EXERCISE REQUIREMENTS: Copy every line from the records that holds the word "UpdateOutcome".
*** Opening of RECORDS SHOWN ***
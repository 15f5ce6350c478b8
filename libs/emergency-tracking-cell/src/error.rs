use thiserror::Error;

use shared_backend::ApiError;
use shared_models::error::AppError;

use crate::models::EmergencyStatus;

#[derive(Error, Debug)]
pub enum TrackingError {
    #[error("Invalid emergency identifier: {0}")]
    InvalidId(String),

    #[error("No emergency is being tracked")]
    NotOpen,

    #[error("Emergency {0} has not finished loading")]
    NotReady(String),

    #[error("Tracking session for {0} was closed before the operation completed")]
    SessionClosed(String),

    #[error("Emergency {0} is already initialized; reset before loading another snapshot")]
    AlreadyInitialized(String),

    #[error("Emergency {id} is already {status}")]
    AlreadyTerminal { id: String, status: EmergencyStatus },

    #[error("Cancellation request failed: {0}")]
    CancellationFailed(#[source] ApiError),

    #[error("Cancellation was rejected by the backend: {0}")]
    CancellationRejected(String),

    #[error("Backend error: {0}")]
    Remote(#[from] ApiError),

    #[error("Configuration error: {0}")]
    Configuration(String),
}

impl From<TrackingError> for AppError {
    fn from(err: TrackingError) -> Self {
        match err {
            TrackingError::InvalidId(_) => AppError::BadRequest(err.to_string()),
            TrackingError::NotOpen | TrackingError::SessionClosed(_) => AppError::NotFound(err.to_string()),
            TrackingError::NotReady(_)
            | TrackingError::AlreadyInitialized(_)
            | TrackingError::AlreadyTerminal { .. } => AppError::Conflict(err.to_string()),
            TrackingError::CancellationFailed(_)
            | TrackingError::CancellationRejected(_)
            | TrackingError::Remote(_) => AppError::ExternalService(err.to_string()),
            TrackingError::Configuration(_) => AppError::Internal(err.to_string()),
        }
    }
}
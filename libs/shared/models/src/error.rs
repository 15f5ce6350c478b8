use axum::{
    http::StatusCode,
    response::{IntoResponse, Response},
    Json,
};
use serde_json::json;
use thiserror::Error;

#[derive(Error, Debug)]
pub enum AppError {
    #[error("Not Found: {0}")]
    NotFound(String),

    #[error("Bad Request: {0}")]
    BadRequest(String),

    #[error("Internal Server Error: {0}")]
    Internal(String),

    #[error("Conflict: {0}")]
    Conflict(String),

    #[error("External service error: {0}")]
    ExternalService(String),
}

impl AppError {
    pub fn status_code(&self) -> StatusCode {
        match self {
            AppError::NotFound(_) => StatusCode::NOT_FOUND,
            AppError::BadRequest(_) => StatusCode::BAD_REQUEST,
            AppError::Internal(_) => StatusCode::INTERNAL_SERVER_ERROR,
            AppError::Conflict(_) => StatusCode::CONFLICT,
            AppError::ExternalService(_) => StatusCode::BAD_GATEWAY,
        }
    }
}

impl IntoResponse for AppError {
    fn into_response(self) -> Response {
        let status = self.status_code();
        let message = match &self {
            AppError::NotFound(msg)
            | AppError::BadRequest(msg)
            | AppError::Internal(msg)
            | AppError::Conflict(msg)
            | AppError::ExternalService(msg) => msg.clone(),
        };

        tracing::error!("Error: {}: {}", status, message);

        let body = Json(json!({
            "error": message
        }));

        (status, body).into_response()
    }
}
use std::sync::{Arc, Mutex};
use std::time::Duration;

use async_trait::async_trait;
use chrono::Utc;
use serde::Serialize;
use tokio::sync::watch;
use tokio::task::JoinHandle;
use tracing::{debug, error, info, instrument, warn};

use shared_config::AppConfig;

use crate::error::TrackingError;
use crate::models::{Coordinates, DataSource, EmergencyId, EmergencyStatus};
use crate::services::backend::EmergencyBackend;
use crate::services::fallback::FallbackDataProvider;
use crate::services::geolocation::GeolocationAcquirer;
use crate::services::scheduler::{BackoffPolicy, PollingScheduler, RefreshReport};
use crate::services::store::{EmergencyStateStore, SessionTag, TrackerState, UpdateOutcome};
use crate::view::TrackerView;

pub const CANCEL_PROMPT: &str = "Are you sure you want to cancel this emergency request?";

/// Yes/no prompt shown before an emergency is cancelled.
#[async_trait]
pub trait ConfirmCancellation: Send + Sync {
    async fn confirm(&self, prompt: &str) -> bool;
}

/// A pre-answered prompt, e.g. from a request body.
#[async_trait]
impl ConfirmCancellation for bool {
    async fn confirm(&self, _prompt: &str) -> bool {
        *self
    }
}

#[derive(Debug, Clone, Copy, PartialEq, Eq, Serialize)]
#[serde(rename_all = "snake_case")]
pub enum CancelOutcome {
    Cancelled,
    Declined,
}

#[derive(Debug, Clone, PartialEq, Eq, Serialize)]
pub struct ContactLink {
    pub label: String,
    pub phone: String,
    pub uri: String,
}

impl ContactLink {
    fn tel(label: &str, phone: &str) -> Option<Self> {
        let dialable: String = phone
            .chars()
            .filter(|c| c.is_ascii_digit() || *c == '+')
            .collect();
        if dialable.is_empty() {
            return None;
        }
        Some(Self {
            label: label.to_string(),
            phone: phone.to_string(),
            uri: format!("tel:{}", dialable),
        })
    }
}

#[derive(Debug, Clone)]
pub struct TrackerSettings {
    pub poll_interval: Duration,
    pub backoff: BackoffPolicy,
    pub lost_after_failures: u32,
    pub fallback_location: Coordinates,
    pub geolocation_timeout: Duration,
}

impl Default for TrackerSettings {
    fn default() -> Self {
        Self::from_config(&AppConfig::default())
    }
}

impl TrackerSettings {
    pub fn from_config(config: &AppConfig) -> Self {
        Self {
            poll_interval: Duration::from_secs(config.poll_interval_seconds),
            backoff: BackoffPolicy {
                max_multiplier: config.max_backoff_multiplier,
            },
            lost_after_failures: config.lost_after_failures,
            fallback_location: Coordinates::new(config.fallback_location_lat, config.fallback_location_lng),
            geolocation_timeout: Duration::from_millis(config.geolocation_timeout_ms),
        }
    }
}

/// Composition root for one tracker view: wires the initial load, geolocation,
/// and polling into the store and exposes the user actions.
pub struct TrackerController {
    store: Arc<EmergencyStateStore>,
    scheduler: Arc<PollingScheduler>,
    geolocation: GeolocationAcquirer,
    fallback: FallbackDataProvider,
    poll_interval: Duration,
    geolocation_task: Mutex<Option<JoinHandle<()>>>,
}

impl TrackerController {
    /// The scheduler carries the store and backend the controller works with.
    pub fn new(scheduler: Arc<PollingScheduler>, geolocation: GeolocationAcquirer, poll_interval: Duration) -> Self {
        Self {
            store: Arc::clone(scheduler.store()),
            scheduler,
            geolocation,
            fallback: FallbackDataProvider::new(),
            poll_interval,
            geolocation_task: Mutex::new(None),
        }
    }

    pub fn with_backend(
        backend: Arc<dyn EmergencyBackend>,
        geolocation: GeolocationAcquirer,
        settings: &TrackerSettings,
    ) -> Self {
        let store = Arc::new(EmergencyStateStore::new(settings.lost_after_failures));
        let scheduler = Arc::new(PollingScheduler::new(backend, store, settings.backoff));
        Self::new(scheduler, geolocation, settings.poll_interval)
    }

    pub fn store(&self) -> &Arc<EmergencyStateStore> {
        &self.store
    }

    pub fn scheduler(&self) -> &Arc<PollingScheduler> {
        &self.scheduler
    }

    pub fn subscribe(&self) -> watch::Receiver<TrackerState> {
        self.store.subscribe()
    }

    pub fn view(&self) -> TrackerView {
        TrackerView::render(&self.store.current())
    }

    /// Loads the emergency (remote snapshot, or synthetic data if the backend is
    /// unreachable) and starts geolocation and polling.
    #[instrument(skip(self), fields(emergency_id = %id))]
    pub async fn open(&self, id: EmergencyId) -> Result<TrackerView, TrackingError> {
        if let Some(current) = self.store.current_tag() {
            if current.id() == &id {
                debug!("Already tracking {}", id);
                return Ok(self.view());
            }
            info!("Switching tracker from {} to {}", current.id(), id);
            self.close();
        }

        let tag = self.store.begin_session(id.clone());
        self.spawn_geolocation(&tag);

        let (snapshot, source) = match self.scheduler.backend().fetch_snapshot(&id).await {
            Ok(snapshot) => (snapshot, DataSource::Remote),
            Err(e) => {
                warn!("Error fetching emergency data for {}: {}; using fallback data", id, e);
                (self.fallback.snapshot(&id, Utc::now()), DataSource::Fallback)
            }
        };

        if self.store.initialize(&tag, snapshot, source)? != UpdateOutcome::Applied {
            return Err(TrackingError::SessionClosed(id.to_string()));
        }

        if self.store.is_live(&tag) {
            self.scheduler.start(tag, self.poll_interval);
        } else {
            info!("Emergency {} is already finished; not polling", id);
        }

        Ok(self.view())
    }

    /// Cancels after confirmation. Local state only changes once the backend
    /// acknowledges the cancellation.
    #[instrument(skip(self, confirmation))]
    pub async fn cancel(&self, confirmation: &dyn ConfirmCancellation) -> Result<CancelOutcome, TrackingError> {
        let tag = self.active_tag()?;
        let status = self.current_status(&tag)?;
        if status.is_terminal() {
            return Err(TrackingError::AlreadyTerminal {
                id: tag.id().to_string(),
                status,
            });
        }

        if !confirmation.confirm(CANCEL_PROMPT).await {
            info!("Cancellation of {} declined", tag.id());
            return Ok(CancelOutcome::Declined);
        }

        let ack = self
            .scheduler
            .backend()
            .cancel_emergency(tag.id())
            .await
            .map_err(|e| {
                error!("Error cancelling emergency {}: {}", tag.id(), e);
                TrackingError::CancellationFailed(e)
            })?;

        if !ack.success {
            let reason = ack.message.unwrap_or_else(|| "no reason given".to_string());
            error!("Backend refused to cancel {}: {}", tag.id(), reason);
            return Err(TrackingError::CancellationRejected(reason));
        }

        let outcome = self
            .store
            .apply_status_update(&tag, EmergencyStatus::Cancelled, None);
        self.scheduler.stop();
        info!("Emergency {} cancelled ({:?})", tag.id(), outcome);

        Ok(CancelOutcome::Cancelled)
    }

    /// One status + location refresh outside the timer cadence.
    pub async fn refresh_now(&self) -> Result<RefreshReport, TrackingError> {
        let tag = self.active_tag()?;
        self.current_status(&tag)?;
        Ok(self.scheduler.refresh_once(&tag).await)
    }

    /// Stops polling and geolocation and clears the store. Callable in any state.
    pub fn close(&self) {
        self.scheduler.stop();
        if let Some(task) = self.lock_geolocation().take() {
            task.abort();
        }
        self.store.reset();
    }

    pub fn contact_ambulance(&self) -> Option<ContactLink> {
        let state = self.store.current();
        let ambulance = state.record?.ambulance?;
        let phone = ambulance.phone?;
        ContactLink::tel(&format!("Ambulance {}", ambulance.id), &phone)
    }

    pub fn contact_hospital(&self) -> Option<ContactLink> {
        let state = self.store.current();
        let hospital = state.record?.assigned_hospital?;
        let phone = hospital.phone?;
        ContactLink::tel(&hospital.name, &phone)
    }

    fn active_tag(&self) -> Result<SessionTag, TrackingError> {
        self.store.current_tag().ok_or(TrackingError::NotOpen)
    }

    fn current_status(&self, tag: &SessionTag) -> Result<EmergencyStatus, TrackingError> {
        let state = self.store.current();
        match state.record {
            Some(record) if state.session.as_ref() == Some(tag) => Ok(record.status),
            _ => Err(TrackingError::NotReady(tag.id().to_string())),
        }
    }

    fn spawn_geolocation(&self, tag: &SessionTag) {
        let acquirer = self.geolocation.clone();
        let store = Arc::clone(&self.store);
        let tag = tag.clone();

        let task = tokio::spawn(async move {
            let location = acquirer.acquire().await;
            store.set_viewer_location(&tag, location);
        });

        if let Some(previous) = self.lock_geolocation().replace(task) {
            previous.abort();
        }
    }

    fn lock_geolocation(&self) -> std::sync::MutexGuard<'_, Option<JoinHandle<()>>> {
        self.geolocation_task
            .lock()
            .unwrap_or_else(|poisoned| poisoned.into_inner())
    }
}

impl Drop for TrackerController {
    fn drop(&mut self) {
        self.close();
    }
}
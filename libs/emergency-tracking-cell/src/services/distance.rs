use serde::{Deserialize, Serialize};

use crate::models::Coordinates;

pub const EARTH_RADIUS_KM: f64 = 6371.0;
pub const EARTH_RADIUS_MILES: f64 = 3959.0;

const METRES_PER_KM: f64 = 1000.0;
const FEET_PER_MILE: f64 = 5280.0;

#[derive(Debug, Clone, Copy, PartialEq, Eq, Default, Serialize, Deserialize)]
#[serde(rename_all = "snake_case")]
pub enum DistanceUnit {
    #[default]
    Kilometers,
    Miles,
}

impl DistanceUnit {
    fn earth_radius(&self) -> f64 {
        match self {
            DistanceUnit::Kilometers => EARTH_RADIUS_KM,
            DistanceUnit::Miles => EARTH_RADIUS_MILES,
        }
    }
}

/// Great-circle distance between two points using the haversine formula.
///
/// Latitude/longitude deltas are taken as absolute values so the result is
/// bit-for-bit symmetric in its arguments.
pub fn distance(from: Coordinates, to: Coordinates, unit: DistanceUnit) -> f64 {
    let delta_lat = (to.lat - from.lat).abs().to_radians();
    let delta_lng = (to.lng - from.lng).abs().to_radians();

    let a = (delta_lat / 2.0).sin().powi(2)
        + from.lat.to_radians().cos() * to.lat.to_radians().cos() * (delta_lng / 2.0).sin().powi(2);
    // Rounding can push `a` past 1.0 for near-antipodal points.
    let a = a.clamp(0.0, 1.0);
    let c = 2.0 * a.sqrt().atan2((1.0 - a).sqrt());

    unit.earth_radius() * c
}

pub fn distance_km(from: Coordinates, to: Coordinates) -> f64 {
    distance(from, to, DistanceUnit::Kilometers)
}

pub fn round_to(value: f64, decimals: i32) -> f64 {
    let factor = 10f64.powi(decimals);
    (value * factor).round() / factor
}

/// Human readable distance: metres/feet below one unit, otherwise two decimals.
pub fn format_distance(distance: f64, unit: DistanceUnit) -> String {
    if !distance.is_finite() {
        return "Unknown distance".to_string();
    }

    match unit {
        DistanceUnit::Kilometers if distance < 1.0 => {
            format!("{}m", (distance * METRES_PER_KM).round())
        }
        DistanceUnit::Kilometers => format!("{}km", round_to(distance, 2)),
        DistanceUnit::Miles if distance < 1.0 => {
            format!("{}ft", (distance * FEET_PER_MILE).round())
        }
        DistanceUnit::Miles => format!("{} miles", round_to(distance, 2)),
    }
}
*** Close of RECORDS SHOWN ***
RESULT OF THIS TASK:
use crate::services::store::{EmergencyStateStore, SessionTag, TrackerState, UpdateOutcome};
        if self.store.initialize(&tag, snapshot, source)? != UpdateOutcome::Applied {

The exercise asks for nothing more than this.